The amendment also removes the gain from the operation of pay-as-you-earn, providing for payment in five instalments. The first would be on the normal self-assessment date and the others on successive anniversaries of it. It is necessary to take account of the special nature of EMI companies. If the tax were collected via PAYE, the employer would have 30 days to raise it to avoid an additional tax charge under section 144A of the Taxes Act 1988, which states that if an employer receives benefits that are non-cash but PAYE-able, such is the gain made on the exercise of share options that a second tax charge on the amount of the PAYE due would be levied if the employee had not paid to his employer the amount of tax due within 30 days.
In practice, the amendment will force the employee to sell shares to raise the PAYE. PAYE applies where shares are readily convertible assets, which the Revenue defines and interprets widely, and which catches any listed company, and even unlisted companies in which it is considered likely that the employee might be able to realise cash from the shares, such as businesses that are about to be sold or in which flotation is pending.
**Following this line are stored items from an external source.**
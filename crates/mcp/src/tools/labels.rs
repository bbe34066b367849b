#![forbid(unsafe_code)]

use crate::tools::to_json;
use crate::{McpServer, ai_error, ai_ok, optional_string, require_string, store_error};
use kn_store::actions::label::{add_label, remove_label, update_label};
use kn_store::board_files;
use serde_json::{Value, json};

impl McpServer {
    pub(crate) fn tool_add_label(&mut self, args: Value) -> Value {
        let Some(args_obj) = args.as_object() else {
            return ai_error("INVALID_INPUT", "arguments must be an object");
        };
        let name = match require_string(args_obj, "name") {
            Ok(value) => value,
            Err(resp) => return resp,
        };
        let color = match optional_string(args_obj, "color") {
            Ok(value) => value,
            Err(resp) => return resp,
        };
        let filename = match optional_string(args_obj, "filename") {
            Ok(value) => value,
            Err(resp) => return resp,
        };

        let path = self.board_path(filename.as_deref());
        match add_label(&path, &name, color.as_deref()) {
            Ok(board) => ai_ok(
                "add_label",
                json!({ "label": name, "labels": to_json(&board.labels) }),
            ),
            Err(err) => store_error(&err),
        }
    }

    pub(crate) fn tool_list_labels(&mut self, args: Value) -> Value {
        let Some(args_obj) = args.as_object() else {
            return ai_error("INVALID_INPUT", "arguments must be an object");
        };
        let filename = match optional_string(args_obj, "filename") {
            Ok(value) => value,
            Err(resp) => return resp,
        };

        let path = self.board_path(filename.as_deref());
        match board_files::load_board(&path) {
            Ok(board) => ai_ok("list_labels", json!({ "labels": to_json(&board.labels) })),
            Err(err) => store_error(&err),
        }
    }

    pub(crate) fn tool_update_label(&mut self, args: Value) -> Value {
        let Some(args_obj) = args.as_object() else {
            return ai_error("INVALID_INPUT", "arguments must be an object");
        };
        let current_name = match require_string(args_obj, "currentName") {
            Ok(value) => value,
            Err(resp) => return resp,
        };
        let new_name = match optional_string(args_obj, "newName") {
            Ok(value) => value,
            Err(resp) => return resp,
        };
        let color = match optional_string(args_obj, "color") {
            Ok(value) => value,
            Err(resp) => return resp,
        };
        if new_name.is_none() && color.is_none() {
            return ai_error("INVALID_INPUT", "no label fields to update");
        }
        let filename = match optional_string(args_obj, "filename") {
            Ok(value) => value,
            Err(resp) => return resp,
        };

        let path = self.board_path(filename.as_deref());
        match update_label(&path, &current_name, new_name.as_deref(), color.as_deref()) {
            Ok(board) => ai_ok("update_label", json!({ "labels": to_json(&board.labels) })),
            Err(err) => store_error(&err),
        }
    }

    pub(crate) fn tool_remove_label(&mut self, args: Value) -> Value {
        let Some(args_obj) = args.as_object() else {
            return ai_error("INVALID_INPUT", "arguments must be an object");
        };
        let name = match require_string(args_obj, "name") {
            Ok(value) => value,
            Err(resp) => return resp,
        };
        let filename = match optional_string(args_obj, "filename") {
            Ok(value) => value,
            Err(resp) => return resp,
        };

        let path = self.board_path(filename.as_deref());
        match remove_label(&path, &name) {
            Ok(board) => ai_ok(
                "remove_label",
                json!({ "removed": name, "labels": to_json(&board.labels) }),
            ),
            Err(err) => store_error(&err),
        }
    }
}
Our proposal is designed to stop what would effectively be mandatory sales arising in situations in which a company has been successful and the EMI qualification has ceased. The Government will be advised by the professions that several problems arise in what is in principle an attractive scheme. Companies offering membership of a scheme to key staff will suffer uncertainty as to how long qualification will last, as to approval by the Revenue after the company's self- certification and as to the potential tax liability. Our amendments are designed to address those uncertainties and make the scheme more workable as regards its basic intent, which we support.
The hon. Member for Arundel and South Downs (Mr. Flight) got a number of things quite wrong in his speech, and I hope to reassure him. He mentioned costs. The anticipated cost is given at page 154 of the Red Book--£45 million for a full year--and we anticipate that 2,500 companies will take up the incentive in the first three years, which involves about 18,000 employees. That is the basis on which our figures were constructed.
Amendment No. 144 demonstrates a misunderstanding of how enterprise management incentives work. An EMI option is granted as part of a share option scheme, but it is possible that a company may wish to grant EMI options to key employees under the rules of such a scheme. Nothing in the schedule requires that, however, and the schedule does not refer to a scheme as such. In addition to the reference to a scheme in the amendment, the hon. Gentleman spoke about schemes a few moments ago, but the schedule does not require the establishment of a share option scheme with rules to govern the granting and exercise of options.